Bio-fouling occurs when organisms attach themselves to submerged structures in the aquatic environment, resulting in increased drag and corrosion. Within the Department of Defense, bio-fouling is a problem on components of U.S. Navy ships and submarines (e.g., heat exchangers, condensers, and seawater piping systems) and for infrastructure of the U.S. Army Corps of Engineers (e.g., dams, locks, and hydroelectric plants). Bio-fouling adversely affects system performance by decreasing heat transfer and blocking the flow of water. Chlorination is an effective antibiofouling method, but its negative environmental impacts necessitate an alternative method.

The objective of this project was to demonstrate the feasibility of using pressure pulses from an acoustic sparker to control microfouling (i.e., slime) in heat exchanger pipes.

The project used a pulsed electric discharge between two sparker electrodes to generate a pressure pulse for control of bio-fouling. One sparker was placed in front of the pipe (i.e., "wet-well") and another was placed "in-line" to prevent growth of microfouling inside the wall of the heat exchanger pipes. The sparkers were controlled remotely and powered through cables. The sparker was self-contained and did not touch the pipe. As such, it could be used with any pipe material. The pulsed electrical discharge vaporized a small volume of the surrounding water, producing a strong pressure pulse. The vaporized water formed a high-pressure gas cavity that expanded and collapsed, producing additional pressure pulses. After the first electrically driven pressure peak, two additional peaks from cavity collapses occurred in a short period. Each peak was on the order of 20 microseconds long, with a maximum pressure of about 100 atmospheres at a location of several inches from the sparker. The propagation of these high peak pressures, bounced along the inside surface of the pipe, prevented biological organisms from attaching or growing.

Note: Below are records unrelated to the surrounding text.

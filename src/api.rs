//! HTTP read API.
//!
//! Four JSON endpoints consumed by the map and dashboard front ends. Field
//! names and timestamp formatting are fixed; the front ends bind to them.

use std::sync::Arc;
use std::time::Duration;

use axum::extract::{Query, State};
use axum::http::StatusCode;
use axum::response::{IntoResponse, Response};
use axum::routing::get;
use axum::{Json, Router};
use chrono::NaiveDateTime;
use serde::{Deserialize, Serialize};
use serde_json::json;
use tower_http::timeout::TimeoutLayer;
use tower_http::trace::TraceLayer;
use tracing::{debug, error, warn};

use crate::errors::FleetTrackerError;
use crate::models::{PositionReport, VehicleId, VehicleStatus};
use crate::repository::{ReportRepository, StatusRepository};

/// Hard cap on the number of identifiers considered in a filter; anything
/// beyond it is truncated silently to keep the endpoint available under
/// misuse.
const MAX_FILTER_IDS: usize = 500;

/// Hard ceiling on trail length, regardless of the client's request.
const MAX_TRAIL_ROWS: u32 = 100;

#[derive(Clone)]
pub struct AppState {
    reports: Arc<dyn ReportRepository>,
    statuses: Arc<dyn StatusRepository>,
}

impl AppState {
    pub fn new(reports: Arc<dyn ReportRepository>, statuses: Arc<dyn StatusRepository>) -> Self {
        Self { reports, statuses }
    }
}

/// Build the API router.
pub fn router(state: AppState, request_timeout: Duration) -> Router {
    Router::new()
        .route("/api/vehicles", get(vehicles))
        .route("/api/latest", get(latest))
        .route("/api/track", get(track))
        .route("/api/status", get(status))
        .layer(TraceLayer::new_for_http())
        .layer(TimeoutLayer::new(request_timeout))
        .with_state(state)
}

/// Server-side failure, rendered without internal detail.
struct ApiError;

impl ApiError {
    /// Log the underlying error and hide it from the client.
    fn internal(err: FleetTrackerError) -> Self {
        error!("Request failed: {err}");
        ApiError
    }
}

impl IntoResponse for ApiError {
    fn into_response(self) -> Response {
        (
            StatusCode::INTERNAL_SERVER_ERROR,
            Json(json!({"error": "internal server error"})),
        )
            .into_response()
    }
}

#[derive(Debug, Serialize)]
struct VehicleSummary {
    #[serde(rename = "vehicleId")]
    vehicle_id: i64,
    name: String,
}

#[derive(Debug, Serialize)]
struct PositionDto {
    id: i64,
    #[serde(rename = "vehicleId")]
    vehicle_id: i64,
    name: String,
    lat: f64,
    lon: f64,
    timestamp: String,
}

impl From<PositionReport> for PositionDto {
    fn from(report: PositionReport) -> Self {
        PositionDto {
            id: report.id,
            vehicle_id: report.vehicle_id.value(),
            name: report.name,
            lat: report.lat,
            lon: report.lon,
            timestamp: format_timestamp(report.recorded_at),
        }
    }
}

#[derive(Debug, Serialize)]
struct StatusDto {
    id: i64,
    #[serde(rename = "externalId")]
    external_id: Option<String>,
    name: String,
    color: &'static str,
    lat: Option<f64>,
    lng: Option<f64>,
    driver: Option<String>,
}

impl From<VehicleStatus> for StatusDto {
    fn from(status: VehicleStatus) -> Self {
        let color = status.label().color();
        StatusDto {
            id: status.id,
            external_id: status.external_id,
            name: status.name,
            color,
            lat: status.lat,
            lng: status.lon,
            driver: status.driver,
        }
    }
}

/// ISO-8601 with a space separator and no timezone suffix, as the front
/// ends expect.
fn format_timestamp(at: NaiveDateTime) -> String {
    at.format("%Y-%m-%d %H:%M:%S").to_string()
}

/// Permissive parse of a comma-separated vehicle id list.
///
/// Malformed tokens are dropped, not errored; the result is truncated at
/// `max_ids`. Bad client input degrades gracefully instead of failing the
/// whole request.
fn parse_vehicle_ids(csv: &str, max_ids: usize) -> Vec<VehicleId> {
    let mut out = Vec::new();
    for part in csv.split(',') {
        match VehicleId::try_from(part) {
            Ok(id) => out.push(id),
            Err(_) => debug!("Dropping malformed vehicle id token {part:?}"),
        }
        if out.len() >= max_ids {
            break;
        }
    }
    out
}

#[derive(Debug, Deserialize)]
struct LatestParams {
    vehicle_ids: Option<String>,
}

#[derive(Debug, Deserialize)]
struct TrackParams {
    vehicle_id: Option<String>,
    limit: Option<u32>,
}

/// `GET /api/vehicles` — every known vehicle with its current display name,
/// taken from its latest report.
async fn vehicles(State(state): State<AppState>) -> Result<Json<Vec<VehicleSummary>>, ApiError> {
    let latest = state
        .reports
        .latest_per_vehicle(None)
        .await
        .map_err(ApiError::internal)?;

    let summaries = latest
        .into_iter()
        .map(|report| VehicleSummary {
            vehicle_id: report.vehicle_id.value(),
            name: report.name,
        })
        .collect();

    Ok(Json(summaries))
}

/// `GET /api/latest?vehicle_ids=1,2,3` — latest position per vehicle,
/// optionally filtered, sorted by vehicle id.
async fn latest(
    State(state): State<AppState>,
    Query(params): Query<LatestParams>,
) -> Result<Json<Vec<PositionDto>>, ApiError> {
    let ids = params
        .vehicle_ids
        .as_deref()
        .map(|csv| parse_vehicle_ids(csv, MAX_FILTER_IDS))
        .unwrap_or_default();

    let filter = if ids.is_empty() {
        None
    } else {
        Some(ids.as_slice())
    };

    let latest = state
        .reports
        .latest_per_vehicle(filter)
        .await
        .map_err(ApiError::internal)?;

    Ok(Json(latest.into_iter().map(PositionDto::from).collect()))
}

/// `GET /api/track?vehicle_id=7&limit=50` — up to `min(limit, 100)` most
/// recent reports for one vehicle, oldest first for trail replay.
async fn track(
    State(state): State<AppState>,
    Query(params): Query<TrackParams>,
) -> Result<Json<Vec<PositionDto>>, ApiError> {
    let vehicle_id = match params.vehicle_id.as_deref().map(VehicleId::try_from) {
        Some(Ok(id)) => id,
        _ => {
            warn!(
                "Track request without a usable vehicle_id: {:?}",
                params.vehicle_id
            );
            return Ok(Json(Vec::new()));
        }
    };

    let limit = params.limit.unwrap_or(MAX_TRAIL_ROWS).min(MAX_TRAIL_ROWS);

    let mut reports = state
        .reports
        .recent_for_vehicle(vehicle_id, limit)
        .await
        .map_err(ApiError::internal)?;

    // Retrieval is newest-first; trail clients replay oldest-first.
    reports.reverse();

    Ok(Json(reports.into_iter().map(PositionDto::from).collect()))
}

/// `GET /api/status` — operational status of every vehicle, classified into
/// a display color.
async fn status(State(state): State<AppState>) -> Result<Json<Vec<StatusDto>>, ApiError> {
    let statuses = state
        .statuses
        .all_statuses()
        .await
        .map_err(ApiError::internal)?;

    Ok(Json(statuses.into_iter().map(StatusDto::from).collect()))
}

This project successfully demonstrated that sparker pressure pulses can control slime growth on the inside of heat exchanger pipes. Two sparker units were built and tested in the laboratory and then used in feasibility tests of bio-fouling control at the Naval Surface Warfare Center-Dahlgren Division (NSWCDD) Corrosion Test Facility. Each sparker was integrated with a 20 foot long and 5/8 inch diameter titanium pipe, along with three control pipes, and operated for approximately one month. Ocean water flowed through the pipes during the tests and slime growth was monitored in one pipe. At the end of the tests, the pipes were sectioned and the biomass accumulation was determined for all pipes. Results of the field test demonstrated the feasibility of controlling slime with sparker pressure pulses. The in-line sparker was more effective than the wet-well in eliminating bio-fouling. However, the control pipes showed a large variability in biomass that precluded quantitative assessment. Additional laboratory tests are recommended to quantify sparker slime control and determine sparker operational parameters that are most effective. This SEED project was completed in FY 2002.

Appropriate implementation of pulsed acoustic sparkers can eliminate use of harmful chemicals such as chlorine for microfouling control. Furthermore, a sparker biocontroller would provide an economically attractive alternative to current environmentally deleterious practices.